//! 课程上下文
//!
//! 封装"我正在评哪门课、哪位老师"这一信息，用于日志

use std::fmt::Display;

use crate::config::Columns;
use crate::infrastructure::{Dom, Locator};

/// 待评价课程
///
/// 从待评价按钮所在行读取的快照，提交确认后即丢弃
#[derive(Debug, Clone, Default, PartialEq, Eq)]
pub struct PendingItem {
    /// 课程代码
    pub course_code: String,

    /// 课程名称
    pub course_name: String,

    /// 教师姓名
    pub teacher_name: String,
}

impl PendingItem {
    /// 读取按钮所在行的各列，缺失的列为空字符串
    pub async fn from_row<D: Dom>(dom: &D, button: &Locator, columns: &Columns) -> Self {
        let cells = button.ancestor("tr").locator("td");
        Self {
            course_code: cell_text(dom, &cells, columns.course_code).await,
            course_name: cell_text(dom, &cells, columns.course_name).await,
            teacher_name: cell_text(dom, &cells, columns.teacher_name).await,
        }
    }
}

async fn cell_text<D: Dom>(dom: &D, cells: &Locator, index: usize) -> String {
    let count = dom.count(cells).await.unwrap_or(0);
    if index >= count {
        return String::new();
    }
    dom.inner_text(&cells.nth(index))
        .await
        .map(|t| t.trim().to_string())
        .unwrap_or_default()
}

impl Display for PendingItem {
    fn fmt(&self, f: &mut std::fmt::Formatter<'_>) -> std::fmt::Result {
        write!(
            f,
            "[课程 {}#{} 教师 {}]",
            self.course_name, self.course_code, self.teacher_name
        )
    }
}

#[cfg(test)]
mod tests {
    use super::*;

    #[test]
    fn test_display_for_logs() {
        let item = PendingItem {
            course_code: "CS101".to_string(),
            course_name: "数据结构".to_string(),
            teacher_name: "李明".to_string(),
        };
        assert_eq!(item.to_string(), "[课程 数据结构#CS101 教师 李明]");
    }
}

TASK INSTRUCTIONS: Every entry should be printed again exactly as written.

RESPONSE:
//! 课程上下文
//!
//! 封装"我正在评哪门课、哪位老师"这一信息，用于日志

use std::fmt::Display;

use crate::config::Columns;
use crate::infrastructure::{Dom, Locator};

/// 待评价课程
///
/// 从待评价按钮所在行读取的快照，提交确认后即丢弃
#[derive(Debug, Clone, Default, PartialEq, Eq)]
pub struct PendingItem {
    /// 课程代码
    pub course_code: String,

    /// 课程名称
    pub course_name: String,

    /// 教师姓名
    pub teacher_name: String,
}

impl PendingItem {
    /// 读取按钮所在行的各列，缺失的列为空字符串
    pub async fn from_row<D: Dom>(dom: &D, button: &Locator, columns: &Columns) -> Self {
        let cells = button.ancestor("tr").locator("td");
        Self {
            course_code: cell_text(dom, &cells, columns.course_code).await,
            course_name: cell_text(dom, &cells, columns.course_name).await,
            teacher_name: cell_text(dom, &cells, columns.teacher_name).await,
        }
    }
}

async fn cell_text<D: Dom>(dom: &D, cells: &Locator, index: usize) -> String {
    let count = dom.count(cells).await.unwrap_or(0);
    if index >= count {
        return String::new();
    }
    dom.inner_text(&cells.nth(index))
        .await
        .map(|t| t.trim().to_string())
        .unwrap_or_default()
}

impl Display for PendingItem {
    fn fmt(&self, f: &mut std::fmt::Formatter<'_>) -> std::fmt::Result {
        write!(
            f,
            "[课程 {}#{} 教师 {}]",
            self.course_name, self.course_code, self.teacher_name
        )
    }
}

#[cfg(test)]
mod tests {
    use super::*;

    #[test]
    fn test_display_for_logs() {
        let item = PendingItem {
            course_code: "CS101".to_string(),
            course_name: "数据结构".to_string(),
            teacher_name: "李明".to_string(),
        };
        assert_eq!(item.to_string(), "[课程 数据结构#CS101 教师 李明]");
    }
}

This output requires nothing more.